Available now, the Pioneer XDP-100R is available in black or silver with a UK SRP of £499.99

6 Comments

Add yours
  1. 1
    Keith Radcliffe

    Thanks for the review. What is the music volume like? I have to root most Android devices to increase the volume but then you get an awful buzzing sound on low passages. I’m currently using the Nokia N91 as my portable music player but it’s getting on for 10 years old and could do with replacement. I generally use Pioneer HDJ-2000 headphones. Thank you!

  2. 3
    stuart

    can you tell me if yours is an EU version as I have one and it cannot drive any of my full size headphones,there is a discussion on headfi and a lot of people are unhappy that the volume has been regulated and is a lot quieter than the onkyo player SE.

  3. 4
    Lancaster

    You must have been given another than a European version. They are limited in volume, as various buyers have reported/complained about.

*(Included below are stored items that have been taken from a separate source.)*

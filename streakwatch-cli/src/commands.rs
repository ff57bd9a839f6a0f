//! CLI commands
//!
//! `analyze` scores a fixed sequence, `session` drives one engine from
//! line-oriented input, `catalog` lists the patterns.

use std::io::{BufRead, Write};

use clap::Subcommand;
use streakwatch::Engine;
use tracing::{info, warn};

use crate::render::{self, Renderer};

/// Streakwatch CLI commands
#[derive(Debug, Subcommand)]
pub enum Commands {
    /// Analyze a sequence of outcomes (e.g. "HHDA" or "home,draw,away")
    Analyze {
        /// Outcomes, oldest first
        sequence: String,
    },

    /// Read outcomes and commands from stdin, one per line
    Session,

    /// List the pattern catalog
    Catalog,
}

/// Help text for session mode.
const SESSION_HELP: &str = "\
commands:
  <outcome>   record home/draw/away (h/d/a); several per line allowed
  show        print the full snapshot
  patterns    print pattern results
  freq        print outcome frequencies
  suggest     print the suggestion
  clear       forget the history
  help        print this help
  quit        exit
";

/// Run a one-shot analysis of `sequence` and return the rendered snapshot.
pub fn analyze(engine: &mut Engine, sequence: &str, renderer: &Renderer) -> anyhow::Result<String> {
    let added = engine.append_sequence(sequence)?;
    info!(added, "Sequence recorded");
    renderer.snapshot(&engine.snapshot())
}

/// Drive `engine` from line-oriented `input`, writing results to `output`.
///
/// Invalid outcome tokens are reported and skipped; the session continues.
pub fn run_session<R: BufRead, W: Write>(
    engine: &mut Engine,
    renderer: &Renderer,
    input: R,
    mut output: W,
) -> anyhow::Result<()> {
    for line in input.lines() {
        let line = line?;
        let command = line.trim();
        if command.is_empty() {
            continue;
        }

        let rendered = match command.to_ascii_lowercase().as_str() {
            "quit" | "exit" => break,
            "help" => SESSION_HELP.to_string(),
            "show" => renderer.snapshot(&engine.snapshot())?,
            "patterns" => renderer.patterns(&engine.query_patterns())?,
            "freq" => renderer.frequencies(&engine.query_frequencies())?,
            "suggest" => renderer.suggestion(&engine.query_suggestion())?,
            "clear" => {
                engine.clear();
                "history cleared\n".to_string()
            }
            _ => match engine.append_sequence(command) {
                Ok(_) => renderer.suggestion(&engine.query_suggestion())?,
                Err(e) => {
                    warn!(input = command, "Rejected session input");
                    format!("error: {}\n", e)
                }
            },
        };

        output.write_all(rendered.as_bytes())?;
        output.flush()?;
    }
    Ok(())
}

/// Catalog listing.
pub fn catalog() -> String {
    render::catalog()
}
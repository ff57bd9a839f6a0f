//! Streakwatch - pattern detection over round outcomes
//!
//! Tracks a bounded history of Home / Draw / Away outcomes for one table and
//! derives, on every query:
//!
//! - **Patterns**: fifteen fixed shape predicates over the history
//! - **Frequencies**: rounded percentage of each outcome
//! - **Suggestion**: an outcome to favor next, with a bounded confidence
//!
//! This is a deterministic rule matcher with a heuristic tie-break, not a
//! validated predictor.
//!
//! # Architecture
//!
//! ```text
//!  append / clear
//!        │
//! ┌──────▼────────┐   ┌────────────────┐
//! │ HistoryBuffer │──▶│ PatternCatalog │──┐
//! └──────┬────────┘   └────────────────┘  │   ┌──────────────────┐
//!        │            ┌──────────────────┐ ├──▶│ SuggestionEngine │
//!        └───────────▶│ FrequencyCounter │─┘   └──────────────────┘
//!                     └──────────────────┘
//! ```
//!
//! # Example
//!
//! ```
//! use streakwatch::{Engine, Outcome};
//!
//! let mut engine = Engine::builder().seed(7).build();
//! engine.append(Outcome::Home);
//! engine.append(Outcome::Home);
//! engine.append(Outcome::Home);
//!
//! let suggestion = engine.query_suggestion();
//! assert!(suggestion.should_suggest);
//! ```

pub mod catalog;
pub mod config;
pub mod engine;
pub mod frequency;
pub mod history;
pub mod suggestion;
pub mod types;

// Re-export main types
pub use catalog::{Pattern, PatternCatalog, PatternResult};
pub use config::{OutputFormat, StreakwatchConfig};
pub use engine::{Engine, EngineBuilder, EngineSnapshot};
pub use frequency::{FrequencyCounter, FrequencyTable};
pub use history::{HistoryBuffer, HISTORY_CAPACITY};
pub use suggestion::{SuggestionEngine, SuggestionRecord, NO_PATTERN_REASON};
pub use types::*;
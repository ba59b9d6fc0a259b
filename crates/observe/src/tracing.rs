use {
    crate::{config::Config, panic_hook},
    std::{io::IsTerminal, sync::Once},
    time::macros::format_description,
    tracing_subscriber::{
        EnvFilter,
        Layer,
        fmt::{time::UtcTime, writer::MakeWriterExt as _},
        prelude::*,
        util::SubscriberInitExt,
    },
};

/// Initializes the global tracing subscriber and installs the panic hook.
/// The `env_filter` of the config has similar syntax to env_logger. It is
/// documented at
/// https://docs.rs/tracing-subscriber/latest/tracing_subscriber/filter/struct.EnvFilter.html
pub fn initialize(config: &Config) {
    set_tracing_subscriber(config);
    panic_hook::install();
}

/// Like [`initialize`], but can be called multiple times in a row. Later calls
/// are ignored.
///
/// Useful for tests.
pub fn initialize_reentrant(env_filter: &str) {
    // The subscriber is a global object so installing it a second time from
    // another test thread would fail.
    static ONCE: Once = Once::new();
    ONCE.call_once(|| {
        initialize(&Config::default().with_env_filter(env_filter));
    });
}

fn set_tracing_subscriber(config: &Config) {
    let env_filter = EnvFilter::new(&config.env_filter);
    let stderr_threshold = config
        .stderr_threshold
        .into_level()
        .unwrap_or(tracing::Level::ERROR);
    let writer = std::io::stdout
        .with_min_level(stderr_threshold)
        .or_else(std::io::stderr);
    let timer = UtcTime::new(format_description!(
        "[year]-[month]-[day]T[hour]:[minute]:[second].[subsecond digits:3]Z"
    ));

    // The json and the plain layer have different types, so they cannot be
    // chosen in a single expression.
    if config.use_json_format {
        tracing_subscriber::registry()
            .with(
                tracing_subscriber::fmt::layer()
                    .json()
                    .with_writer(writer)
                    .with_timer(timer)
                    .with_filter(env_filter),
            )
            .init();
    } else {
        tracing_subscriber::registry()
            .with(
                tracing_subscriber::fmt::layer()
                    .with_writer(writer)
                    .with_timer(timer)
                    .with_ansi(std::io::stdout().is_terminal())
                    .with_filter(env_filter),
            )
            .init();
    }
    tracing::info!(
        filter = %config.env_filter,
        json = config.use_json_format,
        "initialized logging"
    );
}
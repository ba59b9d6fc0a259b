//! Termination signals that end the watcher gracefully.

/// Resolves with the name of the first termination signal the process
/// receives.
pub async fn termination_signal() -> &'static str {
    #[cfg(unix)]
    let terminate = async {
        use tokio::signal::unix::{SignalKind, signal};
        match signal(SignalKind::terminate()) {
            Ok(mut sigterm) => {
                sigterm.recv().await;
            }
            Err(err) => {
                tracing::warn!(?err, "cannot listen for SIGTERM");
                std::future::pending::<()>().await;
            }
        }
    };
    #[cfg(not(unix))]
    let terminate = std::future::pending::<()>();

    tokio::select! {
        _ = terminate => "SIGTERM",
        result = tokio::signal::ctrl_c() => match result {
            Ok(()) => "SIGINT",
            Err(err) => {
                tracing::warn!(?err, "cannot listen for Ctrl+C");
                std::future::pending::<&'static str>().await
            }
        },
    }
}

/// Logs and resolves once a termination signal arrived.
pub async fn signal_handler() {
    let signal = termination_signal().await;
    tracing::info!(signal, "initiating graceful shutdown");
}
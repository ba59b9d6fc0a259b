//! Watches a node for oracle request events of a single job by polling
//! `eth_getLogs` with a filter on the event signature, the job id topic and
//! the oracle contract addresses.

pub mod address;
pub mod api;
pub mod arguments;
pub mod envelope;
pub mod errors;
pub mod filter;
pub mod poller;
pub mod shutdown;
pub mod topic;
pub mod transport;

use {
    crate::{
        address::AddressNormalizer,
        arguments::Arguments,
        filter::{FilterQueryBuilder, ORACLE_REQUEST_TOPIC},
        topic::TopicEncoder,
        transport::HttpTransport,
    },
    anyhow::{Context, Result},
    clap::Parser,
    std::sync::Arc,
};

const USER_AGENT: &str = "oracle-watcher/0.1.0";

pub async fn start(args: impl Iterator<Item = String>) {
    let args = Arguments::parse_from(args);
    let obs_config = observe::Config::new(
        &args.log_filter,
        args.log_stderr_threshold,
        args.use_json_logs,
    );
    observe::tracing::initialize(&obs_config);
    tracing::info!("running oracle watcher with validated arguments:\n{}", args);
    if let Err(err) = run(args).await {
        tracing::error!(?err, "oracle watcher failed");
        std::process::exit(1);
    }
}

pub async fn run(args: Arguments) -> Result<()> {
    let client = reqwest::Client::builder()
        .timeout(args.http_timeout)
        .user_agent(USER_AGENT)
        .build()
        .context("failed to create HTTP client")?;
    let transport = HttpTransport::new(client, args.node_url.clone(), "node".to_string());

    let watch = api::Watch {
        builder: FilterQueryBuilder::new(
            ORACLE_REQUEST_TOPIC,
            TopicEncoder::default(),
            AddressNormalizer::new(args.legacy_address_prefix.clone()),
        ),
        request_id: args.request_id(),
        job_id: args.job_id,
        addresses: args.oracle_addresses,
        from_block: Some(args.from_block),
        to_block: Some(args.to_block),
        interval: args.poll_interval,
        transport: Arc::new(transport),
    };
    // Fail at startup rather than on the first trigger.
    watch
        .request()
        .context("invalid job id or oracle addresses")?;

    let listener = tokio::net::TcpListener::bind(args.bind_address)
        .await
        .with_context(|| format!("failed to bind {}", args.bind_address))?;
    api::serve(listener, shutdown::signal_handler(), watch)
        .await
        .context("trigger endpoint failed")
}
/// Malformed input while building a log filter request.
///
/// These abort construction of the request; nothing is ever sent with a
/// partially encoded filter.
#[derive(Debug, thiserror::Error)]
pub enum EncodingError {
    #[error("invalid address {input:?}: {reason}")]
    InvalidAddress { input: String, reason: String },
    #[error("topic width must be between 1 and 32 bytes, got {0}")]
    InvalidTopicWidth(usize),
    #[error("failed to serialize filter query")]
    Serialization(#[from] serde_json::Error),
}
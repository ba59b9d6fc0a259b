//! Logging setup shared by the binaries of this workspace: subscriber
//! initialization, a panic hook that reports through `tracing` and a task
//! local request id that ties related log lines together.
pub mod config;
pub mod panic_hook;
pub mod request_id;
pub mod tracing;

pub use config::Config;
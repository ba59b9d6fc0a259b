use {
    crate::errors::EncodingError,
    alloy_primitives::Address,
};

/// Prefix some chains use for their addresses in place of `0x`.
pub const DEFAULT_LEGACY_PREFIX: &str = "xdc";

const STANDARD_PREFIX: &str = "0x";

/// Turns user supplied contract addresses into canonical 20 byte addresses.
///
/// Addresses may either be plain hex (with or without `0x`) or use a chain
/// specific legacy prefix such as `xdc` which gets swapped for `0x` before
/// parsing.
#[derive(Clone, Debug, PartialEq, Eq)]
pub struct AddressNormalizer {
    legacy_prefix: String,
}

impl AddressNormalizer {
    pub fn new(legacy_prefix: impl Into<String>) -> Self {
        Self {
            legacy_prefix: legacy_prefix.into(),
        }
    }

    /// Normalizes every address in order. Duplicates are kept.
    pub fn normalize<S: AsRef<str>>(
        &self,
        addresses: &[S],
    ) -> Result<Vec<Address>, EncodingError> {
        addresses
            .iter()
            .map(|address| self.normalize_one(address.as_ref()))
            .collect()
    }

    pub fn normalize_one(&self, address: &str) -> Result<Address, EncodingError> {
        let standard = match address.strip_prefix(self.legacy_prefix.as_str()) {
            Some(rest) if !self.legacy_prefix.is_empty() => format!("{STANDARD_PREFIX}{rest}"),
            _ => address.to_string(),
        };
        standard
            .parse::<Address>()
            .map_err(|err| EncodingError::InvalidAddress {
                input: address.to_string(),
                reason: err.to_string(),
            })
    }
}

impl Default for AddressNormalizer {
    fn default() -> Self {
        Self::new(DEFAULT_LEGACY_PREFIX)
    }
}
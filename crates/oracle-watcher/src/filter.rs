//! Log filters for `eth_getLogs`.

use {
    crate::{address::AddressNormalizer, errors::EncodingError, topic::TopicEncoder},
    alloy_eips::BlockNumberOrTag,
    alloy_primitives::{Address, B256, b256},
    serde::{Deserialize, Serialize},
};

/// Event emitted by oracle contracts for every new job run.
pub const ORACLE_REQUEST_SIGNATURE: &str =
    "OracleRequest(bytes32,address,bytes32,uint256,address,bytes4,uint256,uint256,bytes)";

/// `keccak256(ORACLE_REQUEST_SIGNATURE)`
pub const ORACLE_REQUEST_TOPIC: B256 =
    b256!("0xd8d7ecc4800d25fa53ce0372f13a416d98907a7ef3d8d3bdd79cf4fe75529c65");

/// Which logs a node should return.
///
/// Topics are matched by position: positions are AND'd, the values within a
/// position are OR'd and an empty position matches anything.
///
/// `block_hash` and the block range are mutually exclusive in intent; this is
/// not enforced.
#[derive(Clone, Debug, Default, PartialEq, Eq, Serialize, Deserialize)]
#[serde(rename_all = "camelCase")]
pub struct FilterQuery {
    #[serde(default, skip_serializing_if = "Option::is_none")]
    pub block_hash: Option<B256>,
    #[serde(default, skip_serializing_if = "Option::is_none")]
    pub from_block: Option<BlockNumberOrTag>,
    #[serde(default, skip_serializing_if = "Option::is_none")]
    pub to_block: Option<BlockNumberOrTag>,
    #[serde(default, rename = "address")]
    pub addresses: Vec<Address>,
    #[serde(default)]
    pub topics: Vec<Vec<B256>>,
}

impl FilterQuery {
    pub fn with_block_range(
        mut self,
        from: Option<BlockNumberOrTag>,
        to: Option<BlockNumberOrTag>,
    ) -> Self {
        self.from_block = from;
        self.to_block = to;
        self
    }
}

/// Builds filters matching oracle request events for one job.
#[derive(Clone, Debug, PartialEq, Eq)]
pub struct FilterQueryBuilder {
    event_signature: B256,
    topics: TopicEncoder,
    addresses: AddressNormalizer,
}

impl FilterQueryBuilder {
    pub fn new(event_signature: B256, topics: TopicEncoder, addresses: AddressNormalizer) -> Self {
        Self {
            event_signature,
            topics,
            addresses,
        }
    }

    /// Filter on the event signature in topic 0 and the encoded job id in
    /// topic 1, restricted to the given contracts. No block range is set.
    pub fn build<S: AsRef<str>>(
        &self,
        job_id: &str,
        addresses: &[S],
    ) -> Result<FilterQuery, EncodingError> {
        Ok(FilterQuery {
            addresses: self.addresses.normalize(addresses)?,
            topics: vec![vec![self.event_signature], vec![self.topics.encode(job_id)]],
            ..Default::default()
        })
    }
}

impl Default for FilterQueryBuilder {
    fn default() -> Self {
        Self::new(
            ORACLE_REQUEST_TOPIC,
            TopicEncoder::default(),
            AddressNormalizer::default(),
        )
    }
}
#[tokio::main]
async fn main() {
    oracle_watcher::start(std::env::args()).await;
}
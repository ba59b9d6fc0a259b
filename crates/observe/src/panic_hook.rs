use std::panic::PanicHookInfo;

/// Replaces the default panic hook with one that reports through
/// `tracing::error!` so that panics end up in the same log format as
/// everything else.
pub fn install() {
    std::panic::set_hook(Box::new(tracing_panic_hook));
}

fn tracing_panic_hook(panic: &PanicHookInfo) {
    let thread = std::thread::current();
    let name = thread.name().unwrap_or("<unnamed>");
    let backtrace = std::backtrace::Backtrace::force_capture();
    tracing::error!("thread '{name}' {panic}\nstack backtrace:\n{backtrace}");
}
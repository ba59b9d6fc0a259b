//! JSON-RPC 2.0 request and response envelopes.

use {
    crate::{errors::EncodingError, filter::FilterQuery},
    alloy_json_rpc::ErrorPayload,
    serde::{Deserialize, Serialize},
    serde_json::{Number, Value},
    std::fmt::{self, Display, Formatter},
};

pub const JSONRPC_VERSION: &str = "2.0";
pub const GET_LOGS_METHOD: &str = "eth_getLogs";

/// Correlation token sent with a request. Any JSON number or string.
#[derive(Clone, Debug, PartialEq, Eq, Serialize, Deserialize)]
#[serde(untagged)]
pub enum Id {
    Number(Number),
    String(String),
}

impl From<u64> for Id {
    fn from(value: u64) -> Self {
        Self::Number(value.into())
    }
}

impl From<i64> for Id {
    fn from(value: i64) -> Self {
        Self::Number(value.into())
    }
}

impl From<String> for Id {
    fn from(value: String) -> Self {
        Self::String(value)
    }
}

impl From<&str> for Id {
    fn from(value: &str) -> Self {
        Self::String(value.to_string())
    }
}

impl Default for Id {
    fn default() -> Self {
        Self::from(1u64)
    }
}

impl Display for Id {
    fn fmt(&self, f: &mut Formatter<'_>) -> fmt::Result {
        match self {
            Self::Number(number) => write!(f, "{number}"),
            Self::String(string) => f.write_str(string),
        }
    }
}

#[derive(Clone, Debug, PartialEq, Serialize, Deserialize)]
pub struct RequestEnvelope {
    pub jsonrpc: String,
    pub id: Id,
    pub method: String,
    pub params: Vec<Value>,
}

impl RequestEnvelope {
    /// An `eth_getLogs` call with the filter as its only parameter.
    pub fn get_logs(id: Id, filter: &FilterQuery) -> Result<Self, EncodingError> {
        Ok(Self {
            jsonrpc: JSONRPC_VERSION.to_string(),
            id,
            method: GET_LOGS_METHOD.to_string(),
            params: vec![serde_json::to_value(filter)?],
        })
    }

    pub fn to_bytes(&self) -> Result<Vec<u8>, EncodingError> {
        Ok(serde_json::to_vec(self)?)
    }
}

#[derive(Debug, thiserror::Error)]
pub enum ProtocolError {
    #[error("response is not a valid JSON-RPC envelope: {source}, raw response: {body}")]
    InvalidJson {
        body: String,
        #[source]
        source: serde_json::Error,
    },
    #[error("node returned {0}")]
    Rpc(ErrorPayload),
    #[error("response contains neither a result nor an error")]
    MissingResult,
}

/// Response side of the envelope. Only `result` is of interest; it is kept
/// as untyped JSON because responses are not validated against a schema.
///
/// `id` is kept as raw JSON so that whatever a node echoes back never fails
/// the parse.
#[derive(Clone, Debug, Default, Serialize, Deserialize)]
pub struct ResponseEnvelope {
    #[serde(default, skip_serializing_if = "Option::is_none")]
    pub jsonrpc: Option<String>,
    #[serde(default, skip_serializing_if = "Option::is_none")]
    pub id: Option<Value>,
    #[serde(default, skip_serializing_if = "Option::is_none")]
    pub result: Option<Value>,
    #[serde(default, skip_serializing_if = "Option::is_none")]
    pub error: Option<ErrorPayload>,
}

impl ResponseEnvelope {
    pub fn from_slice(bytes: &[u8]) -> Result<Self, ProtocolError> {
        serde_json::from_slice(bytes).map_err(|source| ProtocolError::InvalidJson {
            body: String::from_utf8_lossy(bytes).trim().to_string(),
            source,
        })
    }

    /// The `result` field, or why there is none. An `error` takes precedence
    /// over a `result` should a node send both.
    pub fn into_result(self) -> Result<Value, ProtocolError> {
        match (self.result, self.error) {
            (_, Some(error)) => Err(ProtocolError::Rpc(error)),
            (Some(result), None) => Ok(result),
            (None, None) => Err(ProtocolError::MissingResult),
        }
    }
}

I was told by Pioneer they are considering lifting this audio volume limit in an upcoming firmware update. Other apps than the standard Pioneer music app do not have this limit, Poweramp for example.

    • 5
      Simon Wilce

      Hello there, I think this volume issue may be to do with EC regulations that limit the volume output allowable. In my testing I was using mainly well worn-in (old) Thinksound TS02 earbuds which were very loud indeed, if needed. I also refer the Oppo PM3s. These are more portable closed cup headphones that are generally harder to drive. All I can say is I had no volume issues at all in my listening. I have asked my source if my sample, which has gone back now unfortunately (so I can’t look or listen again), was non-EU. I don’t imagine it was non-EU, although I had many Japanese stickers on it. I may have been mistaken, therefore, in suggesting the volume was unlimited but I had no issues myself. I should see the player again in the coming weeks so I’ll be looking at this issue when I get another look. Kind Regards, Simon

  4. 6
    Simon Wilce

    May 2016 update on the volume limiting issue. The review samples are not limited I understand however EC regs mean retailed versions maybe limited. A bit annoying, but our ears are vey precious.